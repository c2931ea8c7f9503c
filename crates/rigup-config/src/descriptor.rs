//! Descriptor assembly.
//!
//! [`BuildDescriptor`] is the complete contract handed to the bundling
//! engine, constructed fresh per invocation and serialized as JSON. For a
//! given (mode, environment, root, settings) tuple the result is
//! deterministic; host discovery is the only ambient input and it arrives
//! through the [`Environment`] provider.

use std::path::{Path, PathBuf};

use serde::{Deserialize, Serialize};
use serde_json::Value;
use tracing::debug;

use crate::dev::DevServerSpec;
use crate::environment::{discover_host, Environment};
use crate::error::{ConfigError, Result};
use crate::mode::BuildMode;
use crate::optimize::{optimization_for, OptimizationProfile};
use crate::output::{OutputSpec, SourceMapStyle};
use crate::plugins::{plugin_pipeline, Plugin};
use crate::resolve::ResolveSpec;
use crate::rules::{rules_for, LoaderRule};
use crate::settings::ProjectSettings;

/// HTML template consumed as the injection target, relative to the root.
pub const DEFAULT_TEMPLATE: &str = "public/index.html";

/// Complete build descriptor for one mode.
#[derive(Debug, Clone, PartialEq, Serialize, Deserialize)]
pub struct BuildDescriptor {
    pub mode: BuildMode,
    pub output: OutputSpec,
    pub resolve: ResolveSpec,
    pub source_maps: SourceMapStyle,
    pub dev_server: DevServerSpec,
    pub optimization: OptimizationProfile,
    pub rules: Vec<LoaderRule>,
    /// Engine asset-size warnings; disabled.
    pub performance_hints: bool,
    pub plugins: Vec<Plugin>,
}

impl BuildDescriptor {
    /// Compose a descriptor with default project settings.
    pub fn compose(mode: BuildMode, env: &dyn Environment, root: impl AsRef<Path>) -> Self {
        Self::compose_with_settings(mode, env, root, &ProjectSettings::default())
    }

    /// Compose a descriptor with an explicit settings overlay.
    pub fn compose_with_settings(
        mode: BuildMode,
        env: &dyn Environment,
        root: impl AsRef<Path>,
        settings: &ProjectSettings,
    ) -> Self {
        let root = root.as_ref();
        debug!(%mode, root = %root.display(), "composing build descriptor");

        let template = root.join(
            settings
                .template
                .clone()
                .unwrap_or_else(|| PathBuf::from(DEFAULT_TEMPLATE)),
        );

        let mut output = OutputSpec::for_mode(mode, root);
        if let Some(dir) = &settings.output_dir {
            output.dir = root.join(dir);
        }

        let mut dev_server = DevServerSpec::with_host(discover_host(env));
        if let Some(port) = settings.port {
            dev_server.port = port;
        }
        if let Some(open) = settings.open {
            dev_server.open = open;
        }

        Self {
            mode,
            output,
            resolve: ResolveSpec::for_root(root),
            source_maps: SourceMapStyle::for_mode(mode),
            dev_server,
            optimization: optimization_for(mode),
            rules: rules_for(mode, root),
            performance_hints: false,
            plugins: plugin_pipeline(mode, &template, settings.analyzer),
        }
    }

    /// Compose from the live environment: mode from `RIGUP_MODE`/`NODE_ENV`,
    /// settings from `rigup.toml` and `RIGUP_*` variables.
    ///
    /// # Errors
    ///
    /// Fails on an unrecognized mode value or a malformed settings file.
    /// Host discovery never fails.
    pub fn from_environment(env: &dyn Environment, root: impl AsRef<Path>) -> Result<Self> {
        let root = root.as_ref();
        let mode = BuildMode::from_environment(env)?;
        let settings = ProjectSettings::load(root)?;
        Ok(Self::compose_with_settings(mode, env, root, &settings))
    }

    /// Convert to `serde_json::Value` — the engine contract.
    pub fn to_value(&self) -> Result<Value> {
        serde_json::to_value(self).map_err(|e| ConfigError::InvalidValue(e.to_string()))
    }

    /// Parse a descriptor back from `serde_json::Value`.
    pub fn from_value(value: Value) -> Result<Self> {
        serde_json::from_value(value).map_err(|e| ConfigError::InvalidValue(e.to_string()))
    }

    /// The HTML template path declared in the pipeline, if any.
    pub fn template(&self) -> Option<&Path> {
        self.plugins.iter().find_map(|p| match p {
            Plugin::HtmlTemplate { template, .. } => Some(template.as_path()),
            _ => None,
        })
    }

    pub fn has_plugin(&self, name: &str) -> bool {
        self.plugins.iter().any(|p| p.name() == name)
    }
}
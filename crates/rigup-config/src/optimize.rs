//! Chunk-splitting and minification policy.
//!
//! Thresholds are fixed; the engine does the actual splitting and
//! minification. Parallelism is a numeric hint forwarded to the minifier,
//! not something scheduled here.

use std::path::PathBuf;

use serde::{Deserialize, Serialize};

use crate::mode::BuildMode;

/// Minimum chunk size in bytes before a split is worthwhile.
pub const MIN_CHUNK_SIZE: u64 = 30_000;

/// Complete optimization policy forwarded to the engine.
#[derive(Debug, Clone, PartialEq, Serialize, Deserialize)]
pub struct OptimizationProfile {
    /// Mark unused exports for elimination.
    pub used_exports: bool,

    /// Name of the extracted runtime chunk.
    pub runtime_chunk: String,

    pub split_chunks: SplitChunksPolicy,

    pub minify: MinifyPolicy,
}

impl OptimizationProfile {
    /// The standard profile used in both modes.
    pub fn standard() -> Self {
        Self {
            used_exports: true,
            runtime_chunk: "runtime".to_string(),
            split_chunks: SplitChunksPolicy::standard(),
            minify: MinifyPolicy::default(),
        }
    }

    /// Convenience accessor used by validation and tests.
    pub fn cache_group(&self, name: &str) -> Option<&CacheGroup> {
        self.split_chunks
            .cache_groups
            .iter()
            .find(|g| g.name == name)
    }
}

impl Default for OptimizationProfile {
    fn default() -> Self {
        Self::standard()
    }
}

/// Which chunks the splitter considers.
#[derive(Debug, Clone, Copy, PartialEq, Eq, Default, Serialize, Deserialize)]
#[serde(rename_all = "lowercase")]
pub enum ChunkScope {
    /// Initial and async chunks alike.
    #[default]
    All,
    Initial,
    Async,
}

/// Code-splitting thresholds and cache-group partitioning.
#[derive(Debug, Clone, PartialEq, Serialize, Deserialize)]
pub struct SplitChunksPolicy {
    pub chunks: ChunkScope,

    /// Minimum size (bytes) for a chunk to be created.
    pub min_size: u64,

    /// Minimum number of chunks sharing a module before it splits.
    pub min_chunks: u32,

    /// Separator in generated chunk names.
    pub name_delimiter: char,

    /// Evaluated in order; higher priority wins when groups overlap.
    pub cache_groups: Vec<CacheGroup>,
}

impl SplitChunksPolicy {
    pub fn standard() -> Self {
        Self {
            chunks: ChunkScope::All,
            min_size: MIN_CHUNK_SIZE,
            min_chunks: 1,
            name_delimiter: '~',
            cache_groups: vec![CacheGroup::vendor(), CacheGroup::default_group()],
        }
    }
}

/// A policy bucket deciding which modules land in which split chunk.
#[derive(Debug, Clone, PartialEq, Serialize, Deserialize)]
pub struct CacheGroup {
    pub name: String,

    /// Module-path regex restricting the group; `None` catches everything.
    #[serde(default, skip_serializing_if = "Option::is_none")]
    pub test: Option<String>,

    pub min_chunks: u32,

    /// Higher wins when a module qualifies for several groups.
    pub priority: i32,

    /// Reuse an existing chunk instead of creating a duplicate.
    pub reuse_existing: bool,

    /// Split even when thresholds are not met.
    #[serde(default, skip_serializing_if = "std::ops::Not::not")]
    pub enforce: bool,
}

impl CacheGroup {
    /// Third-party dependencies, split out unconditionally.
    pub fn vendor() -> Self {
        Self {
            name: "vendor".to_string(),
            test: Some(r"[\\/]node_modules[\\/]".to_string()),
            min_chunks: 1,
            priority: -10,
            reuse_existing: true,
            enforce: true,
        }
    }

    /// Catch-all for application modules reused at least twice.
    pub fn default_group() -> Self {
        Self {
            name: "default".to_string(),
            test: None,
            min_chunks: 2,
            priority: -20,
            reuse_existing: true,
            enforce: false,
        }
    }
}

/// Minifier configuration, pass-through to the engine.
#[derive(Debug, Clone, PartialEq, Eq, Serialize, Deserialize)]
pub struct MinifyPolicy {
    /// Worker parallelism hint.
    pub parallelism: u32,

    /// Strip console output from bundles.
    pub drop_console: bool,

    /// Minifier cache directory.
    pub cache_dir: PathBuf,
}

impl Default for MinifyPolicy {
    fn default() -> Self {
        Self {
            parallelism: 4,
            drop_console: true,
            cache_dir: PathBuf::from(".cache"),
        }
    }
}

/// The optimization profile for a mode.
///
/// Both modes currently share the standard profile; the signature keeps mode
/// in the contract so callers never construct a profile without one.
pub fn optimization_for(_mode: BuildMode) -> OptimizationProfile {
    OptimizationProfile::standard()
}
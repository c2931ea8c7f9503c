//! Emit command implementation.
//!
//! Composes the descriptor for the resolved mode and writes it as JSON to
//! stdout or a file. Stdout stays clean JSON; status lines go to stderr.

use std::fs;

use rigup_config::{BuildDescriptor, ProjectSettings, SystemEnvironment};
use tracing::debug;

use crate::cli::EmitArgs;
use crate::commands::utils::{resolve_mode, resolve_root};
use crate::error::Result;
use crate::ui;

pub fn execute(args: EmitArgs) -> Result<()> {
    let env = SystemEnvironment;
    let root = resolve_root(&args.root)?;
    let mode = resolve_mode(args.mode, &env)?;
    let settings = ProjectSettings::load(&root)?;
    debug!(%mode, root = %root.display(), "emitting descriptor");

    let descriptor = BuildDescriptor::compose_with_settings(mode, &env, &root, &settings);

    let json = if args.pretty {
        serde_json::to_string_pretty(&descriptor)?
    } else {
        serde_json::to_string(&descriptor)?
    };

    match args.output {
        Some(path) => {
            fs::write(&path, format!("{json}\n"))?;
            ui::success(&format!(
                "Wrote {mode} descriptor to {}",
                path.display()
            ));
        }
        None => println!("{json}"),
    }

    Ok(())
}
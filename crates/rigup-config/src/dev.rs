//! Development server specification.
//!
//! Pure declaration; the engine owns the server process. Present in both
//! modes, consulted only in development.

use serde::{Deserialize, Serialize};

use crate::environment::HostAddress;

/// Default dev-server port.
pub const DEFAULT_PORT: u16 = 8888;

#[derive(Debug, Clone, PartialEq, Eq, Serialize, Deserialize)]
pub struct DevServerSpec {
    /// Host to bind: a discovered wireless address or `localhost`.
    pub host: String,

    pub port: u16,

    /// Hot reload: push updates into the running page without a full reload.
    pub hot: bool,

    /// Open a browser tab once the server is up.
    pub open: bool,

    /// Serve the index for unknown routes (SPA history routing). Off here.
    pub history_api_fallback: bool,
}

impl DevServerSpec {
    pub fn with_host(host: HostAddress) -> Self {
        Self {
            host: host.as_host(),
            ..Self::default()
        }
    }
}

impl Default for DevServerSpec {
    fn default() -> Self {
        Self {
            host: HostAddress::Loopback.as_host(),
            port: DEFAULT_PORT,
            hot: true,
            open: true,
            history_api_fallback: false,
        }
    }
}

● **What you need to do**
Every line of the entries above that includes "match" should be copied.

● **Result for this exercise**
        self.plugins.iter().find_map(|p| match p {
    match args.output {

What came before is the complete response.